Tonight I feel a bit more fortunate to have played Cape Arundel dozens of times. In my heart of hearts, it is just another place where I and my similarly impecunious friends would assemble for the twilight rate and attempt to power through eighteen holes before complete darkness and a night on the town, and is therefore not differentiated from Webhannet, Willowdale, and the now-defunct Old Orchard Beach.
Nevertheless . . . Mike Sweeney came up to see me many years ago, and due to logistics we in fact partook of the twilight experience. His eyes popped out of his head when he crested the hill on the first hole and saw the green, the tree, and the river. He truly fell for Cape Arundel when we encountered a beflanneled octogenarian who was wheeling it in after six holes. On the ninth hole, under a massive, spectacular sunset, he began to tell me what a special location we were at, and I have to admit that it was interesting to finally see the course from the perspective of someone who was returning to Manhattan.
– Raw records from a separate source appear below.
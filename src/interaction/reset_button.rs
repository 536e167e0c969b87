use bevy::prelude::*;

use crate::app::host::BevyHost;
use crate::core::components::ResetButton;
use crate::interaction::inputmap::types::{Action, InputMap};
use crate::gameplay::session::SessionController;
use crate::rendering::palette;

/// Click handler for the reset control; the reset key goes through the same path.
pub fn reset_button_interaction(
    mut q_btn: Query<(&Interaction, &mut BackgroundColor), (Changed<Interaction>, With<ResetButton>)>,
    keyboard: Option<Res<ButtonInput<KeyCode>>>,
    input_map: Option<Res<InputMap>>,
    mut controller: ResMut<SessionController>,
    mut host: BevyHost,
) {
    let mut requested = false;
    for (interaction, mut bg) in q_btn.iter_mut() {
        match *interaction {
            Interaction::Pressed => {
                *bg = BackgroundColor(palette::BUTTON_PRESSED);
                requested = true;
            }
            Interaction::Hovered => {
                *bg = BackgroundColor(palette::BUTTON_HOVER);
            }
            Interaction::None => {
                *bg = BackgroundColor(palette::BUTTON_IDLE);
            }
        }
    }
    if let (Some(keys), Some(map)) = (keyboard.as_deref(), input_map.as_deref()) {
        requested |= map.just_pressed(Action::Reset, keys);
    }
    if !requested {
        return;
    }
    match controller.fire_reset(&mut host) {
        Some(report) => info!(
            target: "input",
            final_score = report.final_score,
            high_score = report.high_score,
            new_high_score = report.new_high_score,
            "reset accepted"
        ),
        None => debug!(target: "input", "reset pressed while playing; ignored"),
    }
}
I was taken aback by the effusiveness of this review and its responses. Ran is one of the most sincerely curious people I have ever met, and my ears were sore after a long weekend. But at Cape Arundel, despite a near-constant stream of gamesmanship, bluster (to which he had earned the right) and court-holding, he was strangely quiet on the architecture and I wondered if we should have gone elsewhere. Perhaps a contemplative silence is the greatest praise.